Last week we had sex again, but she was much more inhibited than before. I obviously respect her boundaries, and we only do what she herself wants at that moment.

The day after, we talked via text and she apologized for having this backlash.
I reassured her that there is no reason for her to apologize to me, and told her that I have enormous respect for her and how she is handling this. And we can handle the future together with the known difficulties.

To this she responded that she doesn't feel that way. And she feels “stupid” because she can't have a normal relationship as she would like. She says I say the kind words now but will get tired of this at some point. And consequently wonders why she started relationship herself if she can't be she who she wants to be in a relationship.

I have refuted this, and said that I will not let her go, and will always continue to support her and love her. It's not just about sex. It is still early days, but everything in our relationship is just unseen perfect so far.

Can you advise me how, on the one hand, to help her feel at one with her body at the time of sex. And on the other hand, how should I handle that she does currently feel my support is “sweet,” but something she doesn't believe in long term. It hurts me when she says I won't be able to continue supporting her that way.

Thanks in advance for your advice.
 
CSA has lifelong implications and it is going to be a ‘journey’ for you both. I am a male survivor of CSA and have been married for 40+ years and I still have flashbacks and nightmares. It’s also difficult to know when intimate contact will trigger a panic attack or depressive episode. I am fortunate that my wife is very understanding and doesn’t take it personally. Try not to get upset and know that her insecurities are not personal.
 
I'm in my 40s and only really started coming to terms with it a few years ago. I've been in a relationship for 20 years (same sex). And when I started therapy: I cried after sex each time and would need to be on my own. I couldn't cope with my partner's care and concern. I just needed to isolate.
Now, after a few years of therapy, sometimes I cry and sometimes I don't, but I don't need to isolate anymore.

I always felt bad that my partner would think it was her. And it wasn't. And I was also very glad that we had many years together so that I knew she was safe.

So, all you can do is be there for her. She might have all sorts of reactions. She may say yes to something or not say no, but it was triggering in any event. I know I did. I know I didn't say stop when I should have. Even when my partner sensed we should stop, I said carry on when I should have agreed to stop.
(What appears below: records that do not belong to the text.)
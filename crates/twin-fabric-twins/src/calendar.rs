// twin-fabric-twins/src/calendar.rs
// ============================================================================
// Module: Calendar Twin
// Description: Event lifecycle with attendee responses and cancellation.
// Purpose: Model invites whose cancelled state rejects every write.
// Dependencies: serde, serde_json, twin-fabric-core, twin-fabric-world
// ============================================================================

//! ## Overview
//! Events carry `{CONFIRMED, TENTATIVE, CANCELED}` status, a monotone
//! version, and per-attendee responses. Cancellation is terminal for writes
//! and responses. Delivery routes on the explicit `op` field; the legacy
//! known-id heuristic applies only when `op` is absent.

// ============================================================================
// SECTION: Imports
// ============================================================================

use std::collections::BTreeMap;

use serde::Deserialize;
use serde::Serialize;
use serde_json::Value;
use serde_json::json;

use twin_fabric_core::FabricError;
use twin_fabric_core::FabricResult;
use twin_fabric_core::JsonMap;
use twin_fabric_core::ToolSpec;
use twin_fabric_core::TwinContext;
use twin_fabric_core::page;
use twin_fabric_world::Scenario;

use crate::ServiceName;
use crate::decode_args;
use crate::seeded_seq;
use crate::unknown_operation;

/// Valid event lifecycle states.
const VALID_STATUSES: &[&str] = &["CONFIRMED", "TENTATIVE", "CANCELED"];

// ============================================================================
// SECTION: Entities
// ============================================================================

/// One calendar event.
#[derive(Debug, Clone, Serialize, Deserialize)]
struct CalendarEvent {
    /// Stable id (`EVT-…`).
    event_id: String,
    /// Title.
    title: String,
    /// Start time (ms).
    start_ms: u64,
    /// End time (ms).
    end_ms: u64,
    /// Attendees.
    attendees: Vec<String>,
    /// Location.
    #[serde(skip_serializing_if = "Option::is_none")]
    location: Option<String>,
    /// Description.
    #[serde(skip_serializing_if = "Option::is_none")]
    description: Option<String>,
    /// Lifecycle status.
    status: String,
    /// Organizer.
    organizer: String,
    /// Monotone version.
    version: u64,
    /// Creation time.
    created_ms: u64,
    /// Last mutation time.
    updated_ms: u64,
    /// Cancellation reason, once cancelled.
    #[serde(skip_serializing_if = "Option::is_none")]
    cancel_reason: Option<String>,
    /// Attendee → `accepted` | `declined`.
    responses: BTreeMap<String, String>,
}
It's a difficult rocky thing to go through.
Communication is key. Before, during and after.
 
I'm in my 40s and only really started coming to terms with it a few years ago
Great reply, I sometimes still cry after sex — males aren’t supposed to cry — and just this morning I had to open my eyes to make myself believe that she was still with me, and we’ve been together for 42 years. In my case it was basically ’child rape’ that has set me up for a lifetime of sexual insecurity and self-loathing and just when I think that it was ‘all in the past’, Boom-Bang, I regress and need to be alone. I don’t even want to hear the well intentioned words, “It’s not your fault. You were only a child” because I am still scarred and I am still scared. These emotional scars are like ghosts that shout ‘BOO’ at the most inappropriate moments and other times when you are just doing nothing special.

stoffel105, kindness, patience and being open are traits that you already seem to possess. Don’t forget that you will sometimes need to be listened to as well, I guess that’s why you are on this forum.